● **TRY IT**
The full set of entries should be repeated without a single change.

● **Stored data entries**
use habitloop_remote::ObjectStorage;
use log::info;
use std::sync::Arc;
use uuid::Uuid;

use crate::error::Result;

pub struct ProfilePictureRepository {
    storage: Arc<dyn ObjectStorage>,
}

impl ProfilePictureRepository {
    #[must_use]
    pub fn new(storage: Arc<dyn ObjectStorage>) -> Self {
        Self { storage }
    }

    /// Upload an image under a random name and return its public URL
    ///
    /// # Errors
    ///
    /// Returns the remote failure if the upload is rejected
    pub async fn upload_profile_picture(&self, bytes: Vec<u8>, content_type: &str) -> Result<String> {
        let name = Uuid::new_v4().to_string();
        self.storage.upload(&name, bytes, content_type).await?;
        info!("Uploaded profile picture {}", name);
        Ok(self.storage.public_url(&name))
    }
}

● **PROBLEM SOLUTION**
use habitloop_remote::ObjectStorage;
use log::info;
use std::sync::Arc;
use uuid::Uuid;

use crate::error::Result;

pub struct ProfilePictureRepository {
    storage: Arc<dyn ObjectStorage>,
}

impl ProfilePictureRepository {
    #[must_use]
    pub fn new(storage: Arc<dyn ObjectStorage>) -> Self {
        Self { storage }
    }

    /// Upload an image under a random name and return its public URL
    ///
    /// # Errors
    ///
    /// Returns the remote failure if the upload is rejected
    pub async fn upload_profile_picture(&self, bytes: Vec<u8>, content_type: &str) -> Result<String> {
        let name = Uuid::new_v4().to_string();
        self.storage.upload(&name, bytes, content_type).await?;
        info!("Uploaded profile picture {}", name);
        Ok(self.storage.public_url(&name))
    }
}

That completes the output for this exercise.